- [Collected data entries]

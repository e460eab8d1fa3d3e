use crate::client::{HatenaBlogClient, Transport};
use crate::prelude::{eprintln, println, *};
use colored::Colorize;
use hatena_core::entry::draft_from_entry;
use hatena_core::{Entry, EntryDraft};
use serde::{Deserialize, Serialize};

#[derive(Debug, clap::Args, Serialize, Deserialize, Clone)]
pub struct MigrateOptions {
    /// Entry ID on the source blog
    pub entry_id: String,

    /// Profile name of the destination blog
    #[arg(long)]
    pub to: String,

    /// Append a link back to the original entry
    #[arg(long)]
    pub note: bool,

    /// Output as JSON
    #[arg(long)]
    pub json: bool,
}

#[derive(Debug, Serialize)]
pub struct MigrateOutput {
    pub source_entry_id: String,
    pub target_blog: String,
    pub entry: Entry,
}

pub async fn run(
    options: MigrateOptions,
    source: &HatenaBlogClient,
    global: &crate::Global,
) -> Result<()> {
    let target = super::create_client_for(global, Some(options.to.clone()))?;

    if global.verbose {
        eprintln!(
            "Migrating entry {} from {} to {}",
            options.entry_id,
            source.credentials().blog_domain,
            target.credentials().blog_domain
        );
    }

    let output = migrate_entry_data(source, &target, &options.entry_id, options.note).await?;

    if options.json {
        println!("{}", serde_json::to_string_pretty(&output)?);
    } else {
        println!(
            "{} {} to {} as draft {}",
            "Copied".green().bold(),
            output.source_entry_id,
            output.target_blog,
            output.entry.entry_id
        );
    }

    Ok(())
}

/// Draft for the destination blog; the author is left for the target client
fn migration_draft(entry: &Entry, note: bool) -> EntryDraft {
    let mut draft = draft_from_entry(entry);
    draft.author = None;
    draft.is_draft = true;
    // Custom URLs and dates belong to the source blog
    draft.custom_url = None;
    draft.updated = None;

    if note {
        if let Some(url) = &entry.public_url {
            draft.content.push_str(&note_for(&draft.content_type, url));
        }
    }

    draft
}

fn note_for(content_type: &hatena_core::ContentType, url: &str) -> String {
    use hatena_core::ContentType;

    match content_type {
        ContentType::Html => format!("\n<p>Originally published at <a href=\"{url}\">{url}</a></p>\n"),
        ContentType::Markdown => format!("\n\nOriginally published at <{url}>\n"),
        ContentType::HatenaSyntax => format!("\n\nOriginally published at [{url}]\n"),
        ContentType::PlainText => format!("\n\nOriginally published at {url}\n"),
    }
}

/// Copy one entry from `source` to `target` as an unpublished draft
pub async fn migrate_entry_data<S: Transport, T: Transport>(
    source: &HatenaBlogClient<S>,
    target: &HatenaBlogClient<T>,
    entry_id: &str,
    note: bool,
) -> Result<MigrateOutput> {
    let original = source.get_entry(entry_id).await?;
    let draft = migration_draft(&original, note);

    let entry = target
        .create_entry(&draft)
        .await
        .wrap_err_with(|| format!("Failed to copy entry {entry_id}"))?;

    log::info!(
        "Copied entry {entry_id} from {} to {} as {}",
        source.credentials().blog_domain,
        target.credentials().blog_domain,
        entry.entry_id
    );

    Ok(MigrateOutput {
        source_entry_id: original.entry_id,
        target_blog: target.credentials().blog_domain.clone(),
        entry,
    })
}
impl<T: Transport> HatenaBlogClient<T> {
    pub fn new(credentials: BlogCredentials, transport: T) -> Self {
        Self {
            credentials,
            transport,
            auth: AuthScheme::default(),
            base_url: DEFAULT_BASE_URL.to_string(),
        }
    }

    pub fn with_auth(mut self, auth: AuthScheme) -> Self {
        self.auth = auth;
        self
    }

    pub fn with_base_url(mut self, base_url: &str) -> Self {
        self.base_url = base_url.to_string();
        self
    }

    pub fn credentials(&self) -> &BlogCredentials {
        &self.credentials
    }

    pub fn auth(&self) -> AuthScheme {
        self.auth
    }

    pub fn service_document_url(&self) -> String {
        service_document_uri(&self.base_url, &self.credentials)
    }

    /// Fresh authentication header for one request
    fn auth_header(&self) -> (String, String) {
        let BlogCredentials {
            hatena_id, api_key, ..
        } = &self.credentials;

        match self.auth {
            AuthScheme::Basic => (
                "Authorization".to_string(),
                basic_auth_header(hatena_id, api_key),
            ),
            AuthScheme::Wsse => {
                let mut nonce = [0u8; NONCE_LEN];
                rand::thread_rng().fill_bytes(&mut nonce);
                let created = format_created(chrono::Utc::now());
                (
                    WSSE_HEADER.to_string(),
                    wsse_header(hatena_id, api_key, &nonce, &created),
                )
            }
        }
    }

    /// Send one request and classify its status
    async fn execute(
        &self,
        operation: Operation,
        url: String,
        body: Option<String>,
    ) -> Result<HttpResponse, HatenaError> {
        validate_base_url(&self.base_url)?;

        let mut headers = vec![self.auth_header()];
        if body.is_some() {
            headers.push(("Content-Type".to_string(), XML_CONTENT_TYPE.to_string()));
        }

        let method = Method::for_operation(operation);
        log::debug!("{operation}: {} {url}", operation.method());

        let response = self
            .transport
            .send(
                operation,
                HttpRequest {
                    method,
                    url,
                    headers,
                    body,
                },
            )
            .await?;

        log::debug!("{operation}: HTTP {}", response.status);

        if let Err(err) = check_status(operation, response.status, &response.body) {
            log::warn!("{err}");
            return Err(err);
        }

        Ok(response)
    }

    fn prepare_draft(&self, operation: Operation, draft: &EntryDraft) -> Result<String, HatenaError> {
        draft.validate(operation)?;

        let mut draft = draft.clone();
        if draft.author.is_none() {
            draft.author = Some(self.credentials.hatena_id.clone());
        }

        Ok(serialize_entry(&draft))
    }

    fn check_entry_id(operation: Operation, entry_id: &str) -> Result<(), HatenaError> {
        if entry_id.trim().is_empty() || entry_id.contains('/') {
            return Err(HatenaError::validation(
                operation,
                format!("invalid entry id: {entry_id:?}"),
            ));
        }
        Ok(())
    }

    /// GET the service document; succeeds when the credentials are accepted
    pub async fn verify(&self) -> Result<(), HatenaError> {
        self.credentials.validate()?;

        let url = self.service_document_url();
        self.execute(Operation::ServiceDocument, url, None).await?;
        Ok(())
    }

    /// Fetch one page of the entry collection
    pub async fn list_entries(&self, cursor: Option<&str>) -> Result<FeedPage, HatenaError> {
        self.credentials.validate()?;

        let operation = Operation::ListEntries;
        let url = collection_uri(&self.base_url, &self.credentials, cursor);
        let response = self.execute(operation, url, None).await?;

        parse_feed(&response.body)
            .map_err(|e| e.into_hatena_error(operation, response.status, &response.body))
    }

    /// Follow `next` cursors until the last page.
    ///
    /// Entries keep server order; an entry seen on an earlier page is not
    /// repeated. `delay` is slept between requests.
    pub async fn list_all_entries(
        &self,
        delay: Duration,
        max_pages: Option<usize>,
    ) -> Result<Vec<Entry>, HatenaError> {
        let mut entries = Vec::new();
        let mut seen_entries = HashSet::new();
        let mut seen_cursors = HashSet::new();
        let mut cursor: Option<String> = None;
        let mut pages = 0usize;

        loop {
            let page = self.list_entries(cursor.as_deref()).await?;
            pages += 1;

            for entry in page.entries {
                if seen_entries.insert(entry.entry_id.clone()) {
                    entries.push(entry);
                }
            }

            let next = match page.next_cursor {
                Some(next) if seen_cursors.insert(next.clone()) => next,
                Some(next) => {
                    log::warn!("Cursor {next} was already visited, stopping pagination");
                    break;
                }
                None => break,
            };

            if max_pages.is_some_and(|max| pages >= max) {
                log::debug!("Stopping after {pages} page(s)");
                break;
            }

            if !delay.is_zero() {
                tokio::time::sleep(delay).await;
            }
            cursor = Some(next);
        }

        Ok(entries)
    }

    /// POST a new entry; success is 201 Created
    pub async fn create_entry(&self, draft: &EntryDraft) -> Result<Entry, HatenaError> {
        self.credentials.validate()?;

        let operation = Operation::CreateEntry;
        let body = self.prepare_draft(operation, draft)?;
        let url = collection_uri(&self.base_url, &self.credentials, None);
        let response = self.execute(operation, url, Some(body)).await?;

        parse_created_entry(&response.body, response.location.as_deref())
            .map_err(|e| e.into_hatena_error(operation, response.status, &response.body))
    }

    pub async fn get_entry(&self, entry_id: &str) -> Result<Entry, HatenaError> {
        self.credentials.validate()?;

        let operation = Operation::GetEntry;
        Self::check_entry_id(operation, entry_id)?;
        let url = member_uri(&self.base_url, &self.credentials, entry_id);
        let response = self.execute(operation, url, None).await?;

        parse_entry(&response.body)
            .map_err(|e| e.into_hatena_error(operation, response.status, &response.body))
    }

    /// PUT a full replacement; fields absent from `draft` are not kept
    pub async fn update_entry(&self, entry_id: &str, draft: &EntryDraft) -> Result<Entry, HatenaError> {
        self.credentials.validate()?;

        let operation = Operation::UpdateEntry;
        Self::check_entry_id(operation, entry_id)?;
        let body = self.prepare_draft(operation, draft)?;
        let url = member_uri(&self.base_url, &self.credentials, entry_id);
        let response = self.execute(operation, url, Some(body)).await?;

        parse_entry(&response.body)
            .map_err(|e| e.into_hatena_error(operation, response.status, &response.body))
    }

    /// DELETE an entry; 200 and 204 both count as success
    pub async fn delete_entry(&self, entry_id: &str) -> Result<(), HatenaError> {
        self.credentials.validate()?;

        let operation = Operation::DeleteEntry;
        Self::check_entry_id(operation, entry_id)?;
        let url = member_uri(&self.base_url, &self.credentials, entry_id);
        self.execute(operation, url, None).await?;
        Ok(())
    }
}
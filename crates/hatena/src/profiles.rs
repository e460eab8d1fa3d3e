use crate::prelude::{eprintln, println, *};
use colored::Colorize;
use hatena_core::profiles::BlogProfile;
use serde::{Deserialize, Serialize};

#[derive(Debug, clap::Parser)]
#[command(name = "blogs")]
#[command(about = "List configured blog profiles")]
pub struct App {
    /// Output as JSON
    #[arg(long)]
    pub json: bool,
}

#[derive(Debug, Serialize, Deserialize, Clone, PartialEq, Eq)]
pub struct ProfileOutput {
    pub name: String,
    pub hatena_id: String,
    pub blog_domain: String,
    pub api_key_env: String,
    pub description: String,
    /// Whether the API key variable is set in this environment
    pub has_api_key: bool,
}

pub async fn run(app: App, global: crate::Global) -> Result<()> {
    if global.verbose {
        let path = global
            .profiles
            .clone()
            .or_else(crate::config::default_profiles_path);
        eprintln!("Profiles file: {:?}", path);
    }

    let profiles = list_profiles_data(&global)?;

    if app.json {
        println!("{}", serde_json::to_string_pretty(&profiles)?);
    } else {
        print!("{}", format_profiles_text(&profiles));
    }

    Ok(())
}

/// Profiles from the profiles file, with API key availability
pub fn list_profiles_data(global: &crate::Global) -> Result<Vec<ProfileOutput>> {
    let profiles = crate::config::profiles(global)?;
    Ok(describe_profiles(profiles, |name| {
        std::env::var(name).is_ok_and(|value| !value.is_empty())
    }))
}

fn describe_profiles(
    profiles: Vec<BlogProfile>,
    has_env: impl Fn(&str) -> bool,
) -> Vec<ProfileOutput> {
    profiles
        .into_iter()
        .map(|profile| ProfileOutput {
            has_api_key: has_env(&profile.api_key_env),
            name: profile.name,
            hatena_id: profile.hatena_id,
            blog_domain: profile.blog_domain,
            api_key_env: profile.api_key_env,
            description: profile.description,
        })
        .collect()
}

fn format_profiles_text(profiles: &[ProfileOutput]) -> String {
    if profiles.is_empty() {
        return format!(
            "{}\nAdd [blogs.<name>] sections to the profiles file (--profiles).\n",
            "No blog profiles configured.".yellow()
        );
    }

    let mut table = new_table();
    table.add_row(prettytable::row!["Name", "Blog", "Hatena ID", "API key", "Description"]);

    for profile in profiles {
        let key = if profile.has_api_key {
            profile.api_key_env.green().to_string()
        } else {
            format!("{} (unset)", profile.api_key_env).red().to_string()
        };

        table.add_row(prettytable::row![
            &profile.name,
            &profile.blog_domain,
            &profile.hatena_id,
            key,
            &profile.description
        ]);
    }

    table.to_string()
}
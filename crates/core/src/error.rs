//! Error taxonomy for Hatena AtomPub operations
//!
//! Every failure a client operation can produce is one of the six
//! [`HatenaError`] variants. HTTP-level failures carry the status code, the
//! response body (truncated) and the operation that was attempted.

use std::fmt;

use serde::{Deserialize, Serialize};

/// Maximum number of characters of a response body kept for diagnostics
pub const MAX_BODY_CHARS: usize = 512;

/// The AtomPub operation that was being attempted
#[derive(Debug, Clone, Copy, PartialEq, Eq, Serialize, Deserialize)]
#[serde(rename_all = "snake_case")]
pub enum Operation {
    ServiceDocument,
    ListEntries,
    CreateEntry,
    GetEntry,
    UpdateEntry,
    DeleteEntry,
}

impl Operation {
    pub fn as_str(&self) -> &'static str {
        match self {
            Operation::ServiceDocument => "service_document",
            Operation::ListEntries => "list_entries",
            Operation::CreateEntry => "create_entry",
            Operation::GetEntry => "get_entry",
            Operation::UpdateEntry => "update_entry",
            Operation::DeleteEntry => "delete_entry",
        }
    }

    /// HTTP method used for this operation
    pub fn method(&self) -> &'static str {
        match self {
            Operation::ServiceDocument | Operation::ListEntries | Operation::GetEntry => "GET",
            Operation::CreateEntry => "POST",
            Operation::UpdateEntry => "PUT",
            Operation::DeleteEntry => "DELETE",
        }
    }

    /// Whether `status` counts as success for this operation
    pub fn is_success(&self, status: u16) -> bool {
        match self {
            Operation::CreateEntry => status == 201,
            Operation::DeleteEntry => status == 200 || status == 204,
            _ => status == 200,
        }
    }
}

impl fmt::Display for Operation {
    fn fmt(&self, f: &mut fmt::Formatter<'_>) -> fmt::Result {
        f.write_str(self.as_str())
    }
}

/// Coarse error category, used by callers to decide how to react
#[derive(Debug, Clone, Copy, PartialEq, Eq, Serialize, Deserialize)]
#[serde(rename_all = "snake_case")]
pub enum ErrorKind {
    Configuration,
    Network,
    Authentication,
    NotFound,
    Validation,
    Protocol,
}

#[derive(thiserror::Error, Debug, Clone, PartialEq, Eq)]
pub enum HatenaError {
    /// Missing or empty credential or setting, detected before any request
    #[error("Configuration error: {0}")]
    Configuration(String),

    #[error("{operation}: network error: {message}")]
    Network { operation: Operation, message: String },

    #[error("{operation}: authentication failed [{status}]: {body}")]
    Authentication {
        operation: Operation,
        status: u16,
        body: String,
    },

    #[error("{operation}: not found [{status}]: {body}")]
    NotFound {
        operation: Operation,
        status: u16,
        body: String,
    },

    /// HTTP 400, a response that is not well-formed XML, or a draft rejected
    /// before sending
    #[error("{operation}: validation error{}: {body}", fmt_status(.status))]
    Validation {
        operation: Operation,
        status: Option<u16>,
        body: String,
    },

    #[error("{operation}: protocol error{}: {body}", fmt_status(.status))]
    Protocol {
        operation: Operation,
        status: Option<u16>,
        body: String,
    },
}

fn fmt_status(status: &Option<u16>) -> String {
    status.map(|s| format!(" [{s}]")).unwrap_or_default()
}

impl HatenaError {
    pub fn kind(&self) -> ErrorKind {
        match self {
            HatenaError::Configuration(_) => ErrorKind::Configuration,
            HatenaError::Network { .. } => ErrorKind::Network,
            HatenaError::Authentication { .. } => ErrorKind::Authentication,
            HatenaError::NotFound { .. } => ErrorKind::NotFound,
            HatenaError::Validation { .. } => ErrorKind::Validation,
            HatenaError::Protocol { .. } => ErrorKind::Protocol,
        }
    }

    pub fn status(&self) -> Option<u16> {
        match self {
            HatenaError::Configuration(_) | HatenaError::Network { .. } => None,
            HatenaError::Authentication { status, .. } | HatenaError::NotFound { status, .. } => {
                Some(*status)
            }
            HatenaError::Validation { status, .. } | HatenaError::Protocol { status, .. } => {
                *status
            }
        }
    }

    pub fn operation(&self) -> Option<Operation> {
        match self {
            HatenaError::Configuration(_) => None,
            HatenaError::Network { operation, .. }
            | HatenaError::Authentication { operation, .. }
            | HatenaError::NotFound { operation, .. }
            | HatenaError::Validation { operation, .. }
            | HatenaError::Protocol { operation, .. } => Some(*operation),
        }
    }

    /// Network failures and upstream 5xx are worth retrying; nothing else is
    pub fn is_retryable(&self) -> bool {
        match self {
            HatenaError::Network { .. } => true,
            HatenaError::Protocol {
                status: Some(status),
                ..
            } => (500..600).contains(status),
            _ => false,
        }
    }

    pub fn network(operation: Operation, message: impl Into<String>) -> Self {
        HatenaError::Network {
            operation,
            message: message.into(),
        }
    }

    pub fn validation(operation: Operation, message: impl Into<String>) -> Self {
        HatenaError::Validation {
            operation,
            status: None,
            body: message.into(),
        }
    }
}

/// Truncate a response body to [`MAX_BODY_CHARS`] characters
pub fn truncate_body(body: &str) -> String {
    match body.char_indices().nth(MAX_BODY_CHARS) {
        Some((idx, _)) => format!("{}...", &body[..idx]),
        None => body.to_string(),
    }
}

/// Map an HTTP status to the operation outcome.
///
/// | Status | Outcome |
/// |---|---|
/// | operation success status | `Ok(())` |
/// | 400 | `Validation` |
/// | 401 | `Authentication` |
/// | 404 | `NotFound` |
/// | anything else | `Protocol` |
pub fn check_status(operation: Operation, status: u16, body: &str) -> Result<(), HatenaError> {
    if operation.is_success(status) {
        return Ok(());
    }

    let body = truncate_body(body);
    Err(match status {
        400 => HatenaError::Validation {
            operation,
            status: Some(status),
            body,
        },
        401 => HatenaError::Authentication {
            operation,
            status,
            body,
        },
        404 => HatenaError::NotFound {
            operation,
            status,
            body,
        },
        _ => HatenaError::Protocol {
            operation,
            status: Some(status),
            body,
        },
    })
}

- [WHAT IS REQUIRED] Work out how many lines in the data include "configured". Answer with the number only.

- [SOLUTION TO THIS EXERCISE] 2